*WHAT TO DO*.
What lines below include the word "Resync"? Copy each one.

Start of DATA LISTING

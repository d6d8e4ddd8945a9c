//! Event filtering for PersistentVolumeClaim notifications
//!
//! Decides, from the notification alone, whether a claim change is worth a
//! reconcile. Unbound claims are never interesting. Beyond that we only need
//! to see every transition into "deletion requested while guarded by our
//! finalizer".

use std::collections::{HashMap, HashSet};
use std::hash::Hash;

use k8s_openapi::api::core::v1::PersistentVolumeClaim;
use kube::runtime::{reflector::ObjectRef, watcher};
use kube::{Resource, ResourceExt};

use crate::reconcilers::{bound_volume, has_finalizer};

/// A change to a watched object
#[derive(Clone, Debug, PartialEq)]
pub enum Notification<K> {
    /// First observation of the object
    Create { new: K },
    /// The object changed since it was last observed
    Update { old: K, new: K },
    /// The object was removed from the store
    Delete { old: K },
    /// The object was re-delivered by a relist without a known change
    Resync { current: K },
}

impl<K> Notification<K> {
    /// Label for logs and metrics
    pub fn kind(&self) -> &'static str {
        match self {
            Notification::Create { .. } => "create",
            Notification::Update { .. } => "update",
            Notification::Delete { .. } => "delete",
            Notification::Resync { .. } => "resync",
        }
    }

    /// The most recent state carried by the notification
    pub fn object(&self) -> &K {
        match self {
            Notification::Create { new } | Notification::Update { new, .. } => new,
            Notification::Delete { old } => old,
            Notification::Resync { current } => current,
        }
    }

    pub fn into_object(self) -> K {
        match self {
            Notification::Create { new } | Notification::Update { new, .. } => new,
            Notification::Delete { old } => old,
            Notification::Resync { current } => current,
        }
    }
}

fn is_deleting(claim: &PersistentVolumeClaim) -> bool {
    claim.metadata.deletion_timestamp.is_some()
}

/// Whether a claim notification should enqueue a reconcile
pub fn admits(notification: &Notification<PersistentVolumeClaim>) -> bool {
    if bound_volume(notification.object()).is_none() {
        return false;
    }

    match notification {
        Notification::Create { new } => has_finalizer(new.finalizers()),
        Notification::Update { old, new } => {
            let finalizer_flipped = has_finalizer(old.finalizers()) != has_finalizer(new.finalizers());
            let deletion_started = !is_deleting(old) && is_deleting(new);
            finalizer_flipped || deletion_started
        }
        // Cleanup has to happen before the store drops the object
        Notification::Delete { .. } => false,
        Notification::Resync { current } => has_finalizer(current.finalizers()),
    }
}

/// Turns raw watcher events into [`Notification`]s.
///
/// The watcher only reports current state, so the tracker remembers the last
/// state seen for each object to tell creations from updates and to supply
/// the old side of an update.
pub struct NotificationTracker<K>
where
    K: Resource,
    K::DynamicType: Eq + Hash,
{
    seen: HashMap<ObjectRef<K>, K>,
    relisted: HashSet<ObjectRef<K>>,
}

impl<K> Default for NotificationTracker<K>
where
    K: Resource,
    K::DynamicType: Eq + Hash,
{
    fn default() -> Self {
        Self {
            seen: HashMap::new(),
            relisted: HashSet::new(),
        }
    }
}

impl<K> NotificationTracker<K>
where
    K: Resource + Clone,
    K::DynamicType: Default + Eq + Hash + Clone,
{
    pub fn new() -> Self {
        Self::default()
    }

    /// Number of objects currently remembered
    pub fn len(&self) -> usize {
        self.seen.len()
    }

    pub fn is_empty(&self) -> bool {
        self.seen.is_empty()
    }

    /// Feed one watcher event, returning the notifications it implies
    pub fn observe(&mut self, event: watcher::Event<K>) -> Vec<Notification<K>> {
        match event {
            watcher::Event::Apply(obj) => {
                let key = ObjectRef::from_obj(&obj);
                let notification = match self.seen.insert(key, obj.clone()) {
                    Some(old) => Notification::Update { old, new: obj },
                    None => Notification::Create { new: obj },
                };
                vec![notification]
            }
            watcher::Event::Delete(obj) => {
                self.seen.remove(&ObjectRef::from_obj(&obj));
                vec![Notification::Delete { old: obj }]
            }
            watcher::Event::Init => {
                self.relisted.clear();
                Vec::new()
            }
            watcher::Event::InitApply(obj) => {
                let key = ObjectRef::from_obj(&obj);
                self.relisted.insert(key.clone());
                let notification = match self.seen.insert(key, obj.clone()) {
                    Some(_) => Notification::Resync { current: obj },
                    None => Notification::Create { new: obj },
                };
                vec![notification]
            }
            watcher::Event::InitDone => {
                // Objects missing from the relist were deleted while the watch was down
                let relisted = std::mem::take(&mut self.relisted);
                let vanished: Vec<ObjectRef<K>> = self
                    .seen
                    .keys()
                    .filter(|key| !relisted.contains(*key))
                    .cloned()
                    .collect();
                vanished
                    .into_iter()
                    .filter_map(|key| self.seen.remove(&key))
                    .map(|old| Notification::Delete { old })
                    .collect()
            }
        }
    }
}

End of DATA LISTING

*OUTPUT FOR THIS TASK*.
    Resync { current: K },
            Notification::Resync { .. } => "resync",
            Notification::Resync { current } => current,
            Notification::Resync { current } => current,
        Notification::Resync { current } => has_finalizer(current.finalizers()),
                    Some(_) => Notification::Resync { current: obj },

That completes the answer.